(Aim of the task): When the string "Some" appears in a line of the records, show the whole line.

---- Task input

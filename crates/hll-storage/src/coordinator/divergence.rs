//! Divergence records: secondary writes that failed in dual mode.

use std::collections::VecDeque;

use chrono::{DateTime, Utc};
use hll_core::SessionId;
use parking_lot::Mutex;
use serde::Serialize;
use tracing::warn;

use crate::errors::BackendKind;
use crate::metrics::STORAGE_DIVERGENCE_TOTAL;

/// Mutating operation kinds.
#[derive(Clone, Copy, Debug, PartialEq, Eq, Hash, Serialize)]
#[serde(rename_all = "snake_case")]
pub enum OperationKind {
    /// `create_session`.
    CreateSession,
    /// `append_events`.
    AppendEvents,
    /// `close_session`.
    CloseSession,
    /// `mark_session_deleted`.
    MarkSessionDeleted,
    /// `delete_session`.
    DeleteSession,
}

impl OperationKind {
    /// Label used in logs and metrics.
    #[must_use]
    pub const fn as_str(self) -> &'static str {
        match self {
            Self::CreateSession => "create_session",
            Self::AppendEvents => "append_events",
            Self::CloseSession => "close_session",
            Self::MarkSessionDeleted => "mark_session_deleted",
            Self::DeleteSession => "delete_session",
        }
    }
}

/// One failed secondary write.
#[derive(Clone, Debug, PartialEq, Eq, Serialize)]
#[serde(rename_all = "camelCase")]
pub struct DivergenceRecord {
    /// Affected session.
    pub session_id: SessionId,
    /// Operation that failed.
    pub operation: OperationKind,
    /// Backend that failed.
    pub backend: BackendKind,
    /// Error message.
    pub error: String,
    /// When the failure was observed.
    pub observed_at: DateTime<Utc>,
}

/// Default number of records kept before the oldest are dropped.
pub const DEFAULT_DIVERGENCE_CAPACITY: usize = 10_000;

/// Bounded in-memory divergence log, drained by the auditor.
#[derive(Debug)]
pub struct DivergenceLog {
    records: Mutex<VecDeque<DivergenceRecord>>,
    capacity: usize,
}

impl Default for DivergenceLog {
    fn default() -> Self {
        Self::with_capacity(DEFAULT_DIVERGENCE_CAPACITY)
    }
}

impl DivergenceLog {
    /// Log keeping at most `capacity` records.
    #[must_use]
    pub fn with_capacity(capacity: usize) -> Self {
        Self {
            records: Mutex::new(VecDeque::new()),
            capacity: capacity.max(1),
        }
    }

    /// Record a failure, emitting the warning and the counter.
    pub fn record(&self, record: DivergenceRecord) {
        warn!(
            session_id = %record.session_id,
            operation = record.operation.as_str(),
            backend = record.backend.as_str(),
            error = %record.error,
            "secondary write failed, backends diverged"
        );
        metrics::counter!(
            STORAGE_DIVERGENCE_TOTAL,
            "operation" => record.operation.as_str(),
            "backend" => record.backend.as_str()
        )
        .increment(1);

        let mut records = self.records.lock();
        if records.len() == self.capacity {
            let _ = records.pop_front();
        }
        records.push_back(record);
    }

    /// Take every record, oldest first.
    pub fn drain(&self) -> Vec<DivergenceRecord> {
        self.records.lock().drain(..).collect()
    }

    /// Copy of every record, oldest first.
    pub fn snapshot(&self) -> Vec<DivergenceRecord> {
        self.records.lock().iter().cloned().collect()
    }

    /// Number of records held.
    pub fn len(&self) -> usize {
        self.records.lock().len()
    }

    /// Whether no records are held.
    pub fn is_empty(&self) -> bool {
        self.records.lock().is_empty()
    }
}
//! Per-session log tables (`session_log_<id>`).

use hll_core::events::format_event_time;
use hll_core::{EventRange, EventType, LogEvent, LogPayload, SessionId};
use rusqlite::types::Type;
use rusqlite::{Connection, Row, params};

use super::{parse_json, parse_time};
use crate::backend::{EventCursor, SessionStats};
use crate::errors::{BackendKind, Result, StorageError};

/// Unquoted table name for a session's log table.
#[must_use]
pub fn log_table_name(session_id: SessionId) -> String {
    format!("session_log_{}", session_id.get())
}

fn quoted(session_id: SessionId) -> String {
    format!("\"{}\"", log_table_name(session_id))
}

fn map_event(row: &Row<'_>) -> rusqlite::Result<LogEvent> {
    let time: String = row.get(0)?;
    let kind: String = row.get(2)?;
    let payload: String = row.get(3)?;
    Ok(LogEvent {
        event_time: parse_time(0, &time)?,
        log_seq: row.get(1)?,
        event_type: kind
            .parse::<EventType>()
            .map_err(|e| rusqlite::Error::FromSqlConversionFailure(2, Type::Text, Box::new(e)))?,
        payload: parse_json::<LogPayload>(3, &payload)?,
    })
}

fn limit_param(limit: usize) -> i64 {
    i64::try_from(limit).unwrap_or(i64::MAX)
}

/// Log table repository.
pub struct LogRepo;

impl LogRepo {
    /// Create the log table and its ordering index.
    pub fn create_table(conn: &Connection, session_id: SessionId) -> Result<()> {
        let table = log_table_name(session_id);
        conn.execute_batch(&format!(
            "CREATE TABLE IF NOT EXISTS \"{table}\" (
                log_seq    INTEGER PRIMARY KEY,
                event_time TEXT NOT NULL,
                event_type TEXT NOT NULL,
                payload    TEXT NOT NULL
            );
            CREATE INDEX IF NOT EXISTS \"idx_{table}_time\" ON \"{table}\" (event_time, log_seq);"
        ))?;
        Ok(())
    }

    /// Drop the log table if present.
    pub fn drop_table(conn: &Connection, session_id: SessionId) -> Result<()> {
        conn.execute_batch(&format!("DROP TABLE IF EXISTS {}", quoted(session_id)))?;
        Ok(())
    }

    /// Insert every event of an already validated batch.
    pub fn insert_batch(conn: &Connection, session_id: SessionId, batch: &[LogEvent]) -> Result<()> {
        let mut stmt = conn.prepare_cached(&format!(
            "INSERT INTO {} (log_seq, event_time, event_type, payload) VALUES (?1, ?2, ?3, ?4)",
            quoted(session_id)
        ))?;
        for event in batch {
            let payload = event
                .payload
                .to_canonical_json()
                .map_err(|e| StorageError::unavailable(BackendKind::Legacy, e))?;
            let _ = stmt.execute(params![
                event.log_seq,
                format_event_time(&event.event_time),
                event.event_type.as_str(),
                payload,
            ])?;
        }
        Ok(())
    }

    /// One page ordered by `(event_time, log_seq)`.
    pub fn page(
        conn: &Connection,
        session_id: SessionId,
        range: &EventRange,
        after: Option<EventCursor>,
        limit: usize,
    ) -> Result<Vec<LogEvent>> {
        let types = if range.event_types.is_empty() {
            None
        } else {
            let names: Vec<&str> = range.event_types.iter().map(|t| t.as_str()).collect();
            Some(
                serde_json::to_string(&names)
                    .map_err(|e| StorageError::unavailable(BackendKind::Legacy, e))?,
            )
        };
        let mut stmt = conn.prepare_cached(&format!(
            "SELECT event_time, log_seq, event_type, payload FROM {}
             WHERE (?1 IS NULL OR event_time >= ?1)
               AND (?2 IS NULL OR event_time < ?2)
               AND (?3 IS NULL OR event_time > ?3 OR (event_time = ?3 AND log_seq > ?4))
               AND (?5 IS NULL OR event_type IN (SELECT value FROM json_each(?5)))
             ORDER BY event_time, log_seq
             LIMIT ?6",
            quoted(session_id)
        ))?;
        let rows = stmt
            .query_map(
                params![
                    range.from.as_ref().map(format_event_time),
                    range.to.as_ref().map(format_event_time),
                    after.as_ref().map(|c| format_event_time(&c.event_time)),
                    after.map_or(0, |c| c.log_seq),
                    types,
                    limit_param(limit),
                ],
                map_event,
            )?
            .collect::<rusqlite::Result<Vec<_>>>()?;
        Ok(rows)
    }

    /// Events with `log_seq > after_seq`, ordered by `log_seq`.
    pub fn after_sequence(
        conn: &Connection,
        session_id: SessionId,
        after_seq: Option<i64>,
        limit: usize,
    ) -> Result<Vec<LogEvent>> {
        let mut stmt = conn.prepare_cached(&format!(
            "SELECT event_time, log_seq, event_type, payload FROM {}
             WHERE (?1 IS NULL OR log_seq > ?1)
             ORDER BY log_seq
             LIMIT ?2",
            quoted(session_id)
        ))?;
        let rows = stmt
            .query_map(params![after_seq, limit_param(limit)], map_event)?
            .collect::<rusqlite::Result<Vec<_>>>()?;
        Ok(rows)
    }

    /// Row count and highest sequence number.
    pub fn stats(conn: &Connection, session_id: SessionId) -> Result<SessionStats> {
        let (count, last): (i64, Option<i64>) = conn.query_row(
            &format!("SELECT COUNT(*), MAX(log_seq) FROM {}", quoted(session_id)),
            [],
            |row| Ok((row.get(0)?, row.get(1)?)),
        )?;
        Ok(SessionStats {
            event_count: count as u64,
            last_seq: last,
        })
    }
}

// ─────────────────────────────────────────────────────────────────────────────
// Tests
// ─────────────────────────────────────────────────────────────────────────────

#[cfg(test)]
mod tests {
    use super::*;
    use chrono::{Duration, TimeZone, Utc};
    use hll_core::PlayerRef;

    fn setup(id: i64) -> (Connection, SessionId) {
        let conn = Connection::open_in_memory().unwrap();
        let session = SessionId::new(id);
        LogRepo::create_table(&conn, session).unwrap();
        (conn, session)
    }

    fn event(offset_secs: i64, seq: i64, kind: EventType) -> LogEvent {
        let base = Utc.with_ymd_and_hms(2024, 3, 1, 18, 0, 0).unwrap();
        LogEvent::new(
            base + Duration::seconds(offset_secs),
            seq,
            kind,
            LogPayload {
                player: Some(PlayerRef {
                    name: "Able".into(),
                    id: "7656".into(),
                    ..Default::default()
                }),
                ..Default::default()
            },
        )
    }

    #[test]
    fn insert_and_read_back() {
        let (conn, id) = setup(1);
        let batch = vec![event(0, 1, EventType::Kill), event(1, 2, EventType::Chat)];
        LogRepo::insert_batch(&conn, id, &batch).unwrap();
        let page = LogRepo::page(&conn, id, &EventRange::all(), None, 10).unwrap();
        assert_eq!(page, batch);
    }

    #[test]
    fn page_orders_by_time_then_seq() {
        let (conn, id) = setup(2);
        // seq 3 happened before seq 1 and 2 (clock skew on the server)
        let batch = vec![
            event(5, 1, EventType::Kill),
            event(5, 2, EventType::Kill),
            event(0, 3, EventType::Kill),
        ];
        LogRepo::insert_batch(&conn, id, &batch).unwrap();
        let seqs: Vec<i64> = LogRepo::page(&conn, id, &EventRange::all(), None, 10)
            .unwrap()
            .iter()
            .map(|e| e.log_seq)
            .collect();
        assert_eq!(seqs, vec![3, 1, 2]);
    }

    #[test]
    fn page_resumes_after_cursor_with_equal_times() {
        let (conn, id) = setup(3);
        let batch: Vec<LogEvent> = (1..=5).map(|s| event(0, s, EventType::Kill)).collect();
        LogRepo::insert_batch(&conn, id, &batch).unwrap();

        let first = LogRepo::page(&conn, id, &EventRange::all(), None, 2).unwrap();
        assert_eq!(first.len(), 2);
        let cursor = first.last().map(EventCursor::from);
        let second = LogRepo::page(&conn, id, &EventRange::all(), cursor, 10).unwrap();
        let seqs: Vec<i64> = second.iter().map(|e| e.log_seq).collect();
        assert_eq!(seqs, vec![3, 4, 5]);
    }

    #[test]
    fn page_filters_types_and_window() {
        let (conn, id) = setup(4);
        let batch = vec![
            event(0, 1, EventType::Kill),
            event(10, 2, EventType::Chat),
            event(20, 3, EventType::Kill),
            event(30, 4, EventType::Connect),
        ];
        LogRepo::insert_batch(&conn, id, &batch).unwrap();

        let range = EventRange {
            from: Some(batch[1].event_time),
            to: Some(batch[3].event_time),
            event_types: vec![EventType::Kill, EventType::Connect],
        };
        let got = LogRepo::page(&conn, id, &range, None, 10).unwrap();
        assert_eq!(got, vec![batch[2].clone()]);
    }

    #[test]
    fn after_sequence_and_stats() {
        let (conn, id) = setup(5);
        let batch: Vec<LogEvent> = (1..=4).map(|s| event(s, s * 10, EventType::Kill)).collect();
        LogRepo::insert_batch(&conn, id, &batch).unwrap();

        let tail = LogRepo::after_sequence(&conn, id, Some(20), 10).unwrap();
        assert_eq!(tail.iter().map(|e| e.log_seq).collect::<Vec<_>>(), vec![30, 40]);
        let head = LogRepo::after_sequence(&conn, id, None, 1).unwrap();
        assert_eq!(head[0].log_seq, 10);

        let stats = LogRepo::stats(&conn, id).unwrap();
        assert_eq!(stats.event_count, 4);
        assert_eq!(stats.last_seq, Some(40));
    }

    #[test]
    fn negative_ids_get_valid_table_names() {
        let (conn, id) = setup(-3);
        LogRepo::insert_batch(&conn, id, &[event(0, 1, EventType::Kill)]).unwrap();
        assert_eq!(LogRepo::stats(&conn, id).unwrap().event_count, 1);
        LogRepo::drop_table(&conn, id).unwrap();
        assert!(LogRepo::stats(&conn, id).is_err());
    }
}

--------

(Output of the exercise):
            Some(
                player: Some(PlayerRef {
            from: Some(batch[1].event_time),
            to: Some(batch[3].event_time),
        let tail = LogRepo::after_sequence(&conn, id, Some(20), 10).unwrap();
        assert_eq!(stats.last_seq, Some(40));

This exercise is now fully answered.